Jumat 03 Dec 2021 07:57 WIB

Keadilan Rizieq Shihab: Jalan Terjal Penegakan Hukum 2021

Selama tahun 2021 penegakan hukum penuh nuansa keganjilan kepada Habib Riziek

Habib Riziek tiba di Bandara Soekarno Hatta dengan isambut ribuan massa sepulang dari Arab Saudi beberapa waktu silam. (ilustrasi)
Foto: Anadolu Agancy
Habib Riziek tiba di Bandara Soekarno Hatta dengan isambut ribuan massa sepulang dari Arab Saudi beberapa waktu silam. (ilustrasi)

REPUBLIKA.CO.ID, Oleh: Dr. Ari Yusuf Amir, SH, MH, Praktisi Hukum.

Sepanjang 2021, kalender penegakan hukum di tanah air banyak diwarnai keganjilan yang menjauhkan hukum dari keadilan. Postulat Thomas Hobbes dalam Leviathan bahwa Hukum adalah entitas nurani publik pun dibuat nirmakna. Seakan kita lupa bahwa penegakan hukum yang tidak adil adalah bagian dari spesies kekerasan.

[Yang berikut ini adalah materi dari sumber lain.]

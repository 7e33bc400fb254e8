pub mod compile;
pub mod loader;

pub use compile::Compiler;

use crate::dsl::{EventDefinition, EventKind};
use serde::{Deserialize, Serialize};
use serde_json::Value;
use std::collections::HashMap;

/// Compiled, versioned process definition: a flat activity arena with
/// flow-scope parent pointers, produced by [`Compiler`]. This is the
/// activity-graph collaborator consumed by the interpreter and by the
/// migration planner.
#[derive(Debug, Clone, Serialize, Deserialize)]
pub struct ProcessGraph {
    pub id: String,
    pub name: String,
    pub version: u32,
    pub initial_variables: HashMap<String, Value>,
    /// Start event of the process scope.
    pub start: String,
    /// Event sub-processes attached directly to the process scope.
    pub root_attached: Vec<String>,
    activities: HashMap<String, ActivityNode>,
}

#[derive(Debug, Clone, Serialize, Deserialize)]
pub struct ActivityNode {
    pub id: String,
    pub kind: ActivityKind,
    /// Enclosing flow-scope activity; `None` means the process scope itself.
    pub parent: Option<String>,
    pub incoming: Vec<String>,
    pub outgoing: Vec<Flow>,
    /// Boundary events and event sub-processes hosted by this activity.
    pub attached: Vec<String>,
    /// For scopes: the activity their inner flow begins at.
    pub start_activity: Option<String>,
}

#[derive(Debug, Clone, Serialize, Deserialize)]
pub struct Flow {
    pub target: String,
    pub condition: Option<String>,
}

/// Closed set of executable node kinds. Interpreter and mutator match on
/// this exhaustively; adding a variant is a compile error at every site
/// that must handle it.
#[derive(Debug, Clone, Serialize, Deserialize)]
pub enum ActivityKind {
    Start,
    End,
    Task {
        handler: Option<String>,
        params: HashMap<String, Value>,
        output: Option<String>,
    },
    ParallelGateway {
        /// Paired fork gateway, resolved at compile time for joins.
        fork_id: Option<String>,
    },
    InclusiveGateway {
        fork_id: Option<String>,
    },
    SubProcess,
    MultiInstance {
        sequential: bool,
        cardinality: u32,
        completion_condition: Option<String>,
        body: String,
    },
    CallActivity {
        called_element: String,
        version: Option<u32>,
    },
    EventSubProcess {
        event: EventDefinition,
        interrupting: bool,
    },
    BoundaryEvent {
        event: EventDefinition,
        interrupting: bool,
        attached_to: String,
    },
}

impl ActivityNode {
    /// A scope owns a variable namespace and the lifetime of its event
    /// subscriptions and timers.
    pub fn is_scope(&self) -> bool {
        matches!(
            self.kind,
            ActivityKind::SubProcess
                | ActivityKind::MultiInstance { .. }
                | ActivityKind::EventSubProcess { .. }
        )
    }

    /// Gateway that waits for multiple incoming branches.
    pub fn is_synchronizing_gateway(&self) -> bool {
        matches!(
            self.kind,
            ActivityKind::ParallelGateway { .. } | ActivityKind::InclusiveGateway { .. }
        ) && self.incoming.len() > 1
    }

    pub fn fork_pair(&self) -> Option<&str> {
        match &self.kind {
            ActivityKind::ParallelGateway { fork_id } | ActivityKind::InclusiveGateway { fork_id } => {
                fork_id.as_deref()
            }
            _ => None,
        }
    }

    pub fn event(&self) -> Option<(&EventDefinition, bool)> {
        match &self.kind {
            ActivityKind::EventSubProcess { event, interrupting }
            | ActivityKind::BoundaryEvent { event, interrupting, .. } => Some((event, *interrupting)),
            _ => None,
        }
    }

    pub fn is_timer_event(&self) -> bool {
        self.event().map(|(e, _)| e.kind == EventKind::Timer).unwrap_or(false)
    }
}

impl ProcessGraph {
    pub fn activity(&self, id: &str) -> Option<&ActivityNode> {
        self.activities.get(id)
    }

    pub fn activities(&self) -> impl Iterator<Item = &ActivityNode> {
        self.activities.values()
    }

    /// Enclosing scope activities of `id`, outermost first. Does not
    /// include `id` itself.
    pub fn scope_chain(&self, id: &str) -> Vec<String> {
        let mut chain = Vec::new();
        let mut cur = self.activities.get(id).and_then(|n| n.parent.clone());
        while let Some(p) = cur {
            cur = self.activities.get(&p).and_then(|n| n.parent.clone());
            chain.push(p);
        }
        chain.reverse();
        chain
    }

    /// Nearest common ancestor scope of two activities; `None` is the
    /// process scope.
    pub fn common_scope(&self, a: &str, b: &str) -> Option<String> {
        let ca = self.scope_chain(a);
        let cb = self.scope_chain(b);
        ca.iter().zip(cb.iter()).take_while(|(x, y)| x == y).last().map(|(x, _)| x.clone())
    }

    /// Nearest strictly-enclosing multi-instance wrapper.
    pub fn mi_boundary(&self, id: &str) -> Option<String> {
        let mut cur = self.activities.get(id).and_then(|n| n.parent.clone());
        while let Some(p) = cur {
            if matches!(self.activities.get(&p).map(|n| &n.kind), Some(ActivityKind::MultiInstance { .. })) {
                return Some(p);
            }
            cur = self.activities.get(&p).and_then(|n| n.parent.clone());
        }
        None
    }

    /// Whether `ancestor` strictly encloses `id`.
    pub fn encloses(&self, ancestor: &str, id: &str) -> bool {
        self.scope_chain(id).iter().any(|s| s == ancestor)
    }

    pub(crate) fn insert_activity(&mut self, node: ActivityNode) {
        self.activities.insert(node.id.clone(), node);
    }
}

Tidak sulit mencari rujukan empirisnya, keganjilan-keganjilan itu tersaji dalam beberapa kasus. Baru-baru ini misalnya, seorang kakek bernama Kasmito (74 tahun) yang membela diri melawan pencuri yang mencoba menyerangnya dengan alat strum ikan, justru dituntut dua tahun bui. Padahal dalam KUHP Pasal 49 ayat (1) secara terang diatur “Barangsiapa terpaksa melakukan perbuatan untuk pembelaan, karena ada serangan atau ancaman serangan ketika itu yang melawan hukum, terhadap diri sendiri maupun orang lain; terhadap kehormatan kesusilaan (eerbaarheid) atau harta benda sendiri maupun orang lain, tidak dipidana”.

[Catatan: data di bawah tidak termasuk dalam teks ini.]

use procflow::dsl::builder::ProcessBuilder;
use procflow::dsl::EventDefinition;
use procflow::migration::MigrationError;
use procflow::runtime::engine::ProcessEngine;
use procflow::runtime::events::{LifecycleEvent, RecordingSink};
use serde_json::json;
use std::collections::HashMap;
use std::sync::Arc;

fn two_task_process() -> procflow::dsl::Process {
    ProcessBuilder::new("two-tasks")
        .start("start")
        .task("firstTask")
        .task("secondTask")
        .end("end")
        .connect("start", "firstTask")
        .connect("firstTask", "secondTask")
        .connect("secondTask", "end")
        .build()
}

#[tokio::test]
async fn test_move_back_to_completed_task() {
    // Scenario A: after completing firstTask, moving secondTask back must
    // leave exactly one task at firstTask and emit exactly
    // ACTIVITY_CANCELLED(secondTask) then ACTIVITY_STARTED(firstTask).
    let sink = Arc::new(RecordingSink::new());
    let engine = ProcessEngine::new().with_sink(sink.clone());
    engine.register_process(two_task_process()).expect("register failed");

    let instance = engine.start_process("two-tasks", HashMap::new()).await.expect("start failed");
    engine.complete_activity(instance, "firstTask").await.unwrap();
    sink.take();

    engine
        .change_state(instance)
        .move_activity_to("secondTask", "firstTask")
        .change_state()
        .await
        .expect("change state failed");

    let events = sink.take();
    assert_eq!(events.len(), 2, "exactly two events, got {:?}", events);
    assert!(
        matches!(&events[0], LifecycleEvent::ActivityCancelled { activity, .. } if activity == "secondTask")
    );
    assert!(
        matches!(&events[1], LifecycleEvent::ActivityStarted { activity, .. } if activity == "firstTask")
    );

    let tasks = engine.tasks(instance).await.unwrap();
    assert_eq!(tasks.len(), 1);
    assert_eq!(tasks[0].activity_id, "firstTask");
}

#[tokio::test]
async fn test_inverse_round_trip_restores_structure() {
    let engine = ProcessEngine::new();
    engine
        .register_process(
            ProcessBuilder::new("round-trip")
                .start("start")
                .task("outerTask")
                .boundary_event("guard", "outerTask", EventDefinition::signal("halt"), true)
                .sub_process("sp", |b| {
                    b.start("s").task("innerTask").end("e").connect("s", "innerTask").connect("innerTask", "e")
                })
                .end("end")
                .connect("start", "outerTask")
                .connect("outerTask", "sp")
                .connect("sp", "end")
                .connect("guard", "end")
                .build(),
        )
        .expect("register failed");

    let instance = engine.start_process("round-trip", HashMap::new()).await.expect("start failed");
    let before = engine.snapshot(instance).await.unwrap();
    assert_eq!(before.subscription_keys(), vec![("guard".to_string(), "halt".to_string())]);

    engine
        .change_state(instance)
        .move_activity_to("outerTask", "innerTask")
        .change_state()
        .await
        .expect("first move failed");
    let moved = engine.snapshot(instance).await.unwrap();
    assert_eq!(moved.active_activities(), vec!["innerTask".to_string()]);
    assert!(moved.subscription_keys().is_empty(), "boundary subscription went with its host");

    engine
        .change_state(instance)
        .move_activity_to("innerTask", "outerTask")
        .change_state()
        .await
        .expect("second move failed");
    let after = engine.snapshot(instance).await.unwrap();

    assert_eq!(after.structure(), before.structure());
    assert_eq!(after.subscription_keys(), before.subscription_keys());
    assert_eq!(after.job_keys(), before.job_keys());
}

#[tokio::test]
async fn test_fan_out_fan_in_closure() {
    let engine = ProcessEngine::new();
    engine
        .register_process(
            ProcessBuilder::new("fan")
                .start("start")
                .task("a")
                .task("x")
                .task("y")
                .end("end")
                .connect("start", "a")
                .connect("a", "end")
                .connect("x", "end")
                .connect("y", "end")
                .build(),
        )
        .expect("register failed");

    let instance = engine.start_process("fan", HashMap::new()).await.expect("start failed");

    engine
        .change_state(instance)
        .move_activity_to_all("a", &["x", "y"])
        .change_state()
        .await
        .expect("fan-out failed");
    let snap = engine.snapshot(instance).await.unwrap();
    assert_eq!(snap.active_activities(), vec!["x".to_string(), "y".to_string()]);

    engine
        .change_state(instance)
        .move_activities_to(&["x", "y"], "a")
        .change_state()
        .await
        .expect("fan-in failed");
    let snap = engine.snapshot(instance).await.unwrap();
    assert_eq!(snap.active_activities(), vec!["a".to_string()]);
    assert_eq!(snap.executions.len(), 2, "process scope plus exactly one execution at a");
}

#[tokio::test]
async fn test_variable_only_request() {
    let sink = Arc::new(RecordingSink::new());
    let engine = ProcessEngine::new().with_sink(sink.clone());
    engine.register_process(two_task_process()).expect("register failed");

    let instance = engine.start_process("two-tasks", HashMap::new()).await.expect("start failed");
    sink.take();

    engine
        .change_state(instance)
        .process_variable("approved", true)
        .process_variable("limit", 250)
        .change_state()
        .await
        .expect("change state failed");

    assert_eq!(engine.get_variable(instance, "approved").await.unwrap(), Some(json!(true)));
    assert_eq!(engine.get_variable(instance, "limit").await.unwrap(), Some(json!(250)));
    let events = sink.take();
    let names: Vec<_> = events
        .iter()
        .filter_map(|e| match e {
            LifecycleEvent::VariableCreated { name, .. } => Some(name.clone()),
            _ => None,
        })
        .collect();
    assert_eq!(names, vec!["approved".to_string(), "limit".to_string()], "insertion order");
}

#[tokio::test]
async fn test_event_ordering_contract() {
    // Globals first, then the cancel phase, then per created scope its
    // variables immediately followed by its start, then the leaf.
    let sink = Arc::new(RecordingSink::new());
    let engine = ProcessEngine::new().with_sink(sink.clone());
    engine
        .register_process(
            ProcessBuilder::new("ordered")
                .start("start")
                .task("a")
                .sub_process("sp", |b| {
                    b.start("s").task("inner").end("e").connect("s", "inner").connect("inner", "e")
                })
                .end("end")
                .connect("start", "a")
                .connect("a", "sp")
                .connect("sp", "end")
                .build(),
        )
        .expect("register failed");

    let instance = engine.start_process("ordered", HashMap::new()).await.expect("start failed");
    sink.take();

    engine
        .change_state(instance)
        .move_activity_to("a", "inner")
        .process_variable("pv", 1)
        .local_variable("sp", "lv", 2)
        .change_state()
        .await
        .expect("change state failed");

    let events = sink.take();
    let shape: Vec<String> = events
        .iter()
        .map(|e| match e {
            LifecycleEvent::VariableCreated { name, .. } => format!("var:{}", name),
            LifecycleEvent::ActivityCancelled { activity, .. } => format!("cancel:{}", activity),
            LifecycleEvent::ActivityStarted { activity, .. } => format!("start:{}", activity),
            other => format!("{:?}", other),
        })
        .collect();
    assert_eq!(
        shape,
        vec![
            "var:pv".to_string(),
            "cancel:a".to_string(),
            "var:lv".to_string(),
            "start:sp".to_string(),
            "start:inner".to_string(),
        ]
    );
}

#[tokio::test]
async fn test_unknown_target_is_structural_error() {
    let engine = ProcessEngine::new();
    engine.register_process(two_task_process()).expect("register failed");
    let instance = engine.start_process("two-tasks", HashMap::new()).await.expect("start failed");

    let err = engine
        .change_state(instance)
        .move_activity_to("firstTask", "nowhere")
        .change_state()
        .await
        .unwrap_err();

    assert!(matches!(err, MigrationError::Structural(_)));
    assert!(err.to_string().contains("not found in definition version 1"), "{}", err);

    // Nothing moved.
    let tasks = engine.tasks(instance).await.unwrap();
    assert_eq!(tasks[0].activity_id, "firstTask");
}

#[tokio::test]
async fn test_unoccupied_source_is_structural_error() {
    let engine = ProcessEngine::new();
    engine.register_process(two_task_process()).expect("register failed");
    let instance = engine.start_process("two-tasks", HashMap::new()).await.expect("start failed");

    let err = engine
        .change_state(instance)
        .move_activity_to("secondTask", "firstTask")
        .change_state()
        .await
        .unwrap_err();

    assert!(matches!(err, MigrationError::Structural(_)));
    assert!(err.to_string().contains("Active execution for activity 'secondTask' not found"), "{}", err);
}

#[tokio::test]
async fn test_failed_request_leaves_tree_untouched() {
    let engine = ProcessEngine::new();
    engine.register_process(two_task_process()).expect("register failed");
    let instance = engine.start_process("two-tasks", HashMap::new()).await.expect("start failed");
    let before = engine.snapshot(instance).await.unwrap();

    // Second operation of the same request is invalid; the first must not
    // have been applied either.
    let err = engine
        .change_state(instance)
        .move_activity_to("firstTask", "secondTask")
        .move_activity_to("firstTask", "nowhere")
        .change_state()
        .await
        .unwrap_err();
    assert!(matches!(err, MigrationError::Structural(_)));

    let after = engine.snapshot(instance).await.unwrap();
    assert_eq!(after.structure(), before.structure());
}

#[tokio::test]
async fn test_move_into_sub_process_creates_scope() {
    let engine = ProcessEngine::new();
    engine
        .register_process(
            ProcessBuilder::new("into-scope")
                .start("start")
                .task("a")
                .sub_process("sp", |b| {
                    b.start("s")
                        .task("in1")
                        .task("in2")
                        .end("e")
                        .connect("s", "in1")
                        .connect("in1", "in2")
                        .connect("in2", "e")
                })
                .end("end")
                .connect("start", "a")
                .connect("a", "sp")
                .connect("sp", "end")
                .build(),
        )
        .expect("register failed");

    let instance = engine.start_process("into-scope", HashMap::new()).await.expect("start failed");

    engine
        .change_state(instance)
        .move_activity_to("a", "in2")
        .change_state()
        .await
        .expect("change state failed");

    let snap = engine.snapshot(instance).await.unwrap();
    assert!(snap.executions.iter().any(|e| e.is_scope && e.activity.as_deref() == Some("sp")));
    assert_eq!(snap.active_activities(), vec!["in2".to_string()]);

    // Completing the moved task drives the rest of the scope normally.
    engine.complete_activity(instance, "in2").await.unwrap();
    assert!(!engine.instance_exists(instance));
}

#[tokio::test]
async fn test_move_out_of_sub_process_tears_scope_down() {
    let engine = ProcessEngine::new();
    engine
        .register_process(
            ProcessBuilder::new("out-of-scope")
                .start("start")
                .sub_process("sp", |b| {
                    b.start("s").task("inner").end("e").connect("s", "inner").connect("inner", "e")
                })
                .task("outer")
                .end("end")
                .connect("start", "sp")
                .connect("sp", "outer")
                .connect("outer", "end")
                .build(),
        )
        .expect("register failed");

    let instance = engine.start_process("out-of-scope", HashMap::new()).await.expect("start failed");

    engine
        .change_state(instance)
        .move_activity_to("inner", "outer")
        .change_state()
        .await
        .expect("change state failed");

    let snap = engine.snapshot(instance).await.unwrap();
    assert!(snap.executions.iter().all(|e| e.activity.as_deref() != Some("sp")), "empty scope removed");
    assert_eq!(snap.active_activities(), vec!["outer".to_string()]);
}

Tak kalah pilu, seorang Ibu dua anak di Karawang yang memarahi suaminya karena sering mabuk-mabukan juga dituntut 1 (satu) tahun penjara. Banyak pihak mengecam tuntutan JPU dalam kasus tersebut. Atas nama positivisme JPU mengesampingkan aspek keadilan dan kemanfaatan dalam hukum. Nurani JPU sebagai penegak hukum dipertanyakan. Mereka seperti amnesia terhadap konsep keadilan restoratif (restorative justice) yang berorientasi pada perdamaian kedua belah pihak tanpa harus melalui proses peradilan. Meski kasus ini kini ditangani oleh Kejaksaan Agung setelah menjadi perhatian publik, tetapi kasus ini terlanjur menggores luka dan trauma, khususnya bagi terdakwa yang jauh dari layak untuk duduk di kursi pesakitan.        

Wajah penegakan hukum di tanah air juga kental dengan aroma balas dendam politik. Seperti yang dialami oleh Habib Rizieq Shibab (HRS), tokoh ummat Islam yang dikenal vokal dan seringkali berseberangan dengan rezim penguasa.  Ia divonis oleh Majelis hakim Pengadilan Negeri Jakarta Timur dan juga dikuatkan oleh Putusan Banding 4 tahun penjara atas kasus swab test RS UMMI.  Majelis hakim menganggap bahwa pernyataan Rizieq saat menyatakan dirinya sehat ketika dirawat di RS UMMI Bogor pada November 2020 merupakan kebohongan karena hasil tes swab PCR-nya terkonfirmasi Covid-19.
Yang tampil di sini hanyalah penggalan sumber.